Want to hear some good news for a change!?

Via Debunking Christianity, I read of the latest poll by Christian research organization The Barna Group, which shows that American youth in the 16-29 age bracket currently have the lowest opinion of Christianity than that group has ever had in previous generations.

The study shows that 16- to 29-year-olds exhibit a greater degree of criticism toward Christianity than did previous generations when they were at the same stage of life. In fact, in just a decade, many of the Barna measures of the Christian image have shifted substantially downward, fueled in part by a growing sense of disengagement and disillusionment among young people. For instance, a decade ago the vast majority of Americans outside the Christian faith, including young people, felt favorably toward Christianity’s role in society. Currently, however, just 16% of non-Christians in their late teens and twenties said they have a "good impression" of Christianity.

Rock on! Now we just need to get those kids their copies of Dawkins, Harris, Hitchens, and George H. Smith. Can it get any better? It can.

One of the groups hit hardest by the criticism is evangelicals. Such believers have always been viewed with skepticism in the broader culture. However, those negative views are crystallizing and intensifying among young non-Christians. The new study shows that only 3% of 16 - to 29-year-old non-Christians express favorable views of evangelicals.... 91% of the nation’s evangelicals believe that "Americans are becoming more hostile and negative toward Christianity." Among senior pastors, half contend that "ministry is more difficult than ever before because people are increasingly hostile and negative toward Christianity."

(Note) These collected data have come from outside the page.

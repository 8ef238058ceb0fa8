/// Build script for qmc-cubature
/// Embeds build metadata shown by `qmc version`

fn main() {
    println!("cargo:rerun-if-changed=Cargo.toml");
    println!("cargo:rerun-if-changed=.git/HEAD");

    if let Ok(version) = std::env::var("CARGO_PKG_VERSION") {
        println!("cargo:rustc-env=QMC_VERSION={version}");
    }

    // Commit of the build, empty outside a git checkout
    let hash = std::process::Command::new("git")
        .args(["rev-parse", "--short", "HEAD"])
        .output()
        .ok()
        .filter(|output| output.status.success())
        .and_then(|output| String::from_utf8(output.stdout).ok())
        .unwrap_or_default();
    println!("cargo:rustc-env=GIT_HASH={}", hash.trim());
}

I guess that, to a well-educated and intellectually curious young population, ancient superstitions that express hostility to science and promote hatred of "undesirables" like gays, and back their demands for compliance up with threats of eternal hellfire, just aren't especially attractive or appealing ideas to embrace. So the next time you feel depressed that such cretinous examples of institutionalized idiocy like the Creation "Museum" seem to be making far more headway than they deserve, we can comfort ourselves with the knowledge that young people do appear to be thinking skeptics after all. Now they just need to be encouraged to maintain that healthy freethought, before religion gets its hooks of emotional manipulation and fearmongering into them.

3 comments:

  1. The direct link to the specific Blog entry at DC can be found here. Thanks for reading!

    ReplyDelete
  2. First the printing press let people read the fairy tales for themselves. Now the Internet lets us talk about them openly.

    Education and reason are corrosive to fantasy and stupidity.

    ReplyDelete
  3. "Now they just need to be encouraged to maintain that healthy freethought, before religion gets its hooks of emotional manipulation and fearmongering into them."

    I'm very optomistic that this is not a serious danger: It is one thing to have a poll that finds more young people considering themselves non-christians than previous generations; it is quite another to have a poll stating that those non-believers have a poor impression of the xtian faith--my experience and belief is that once someone sees through the facade of religion to it's corrosive core, there is little turning back.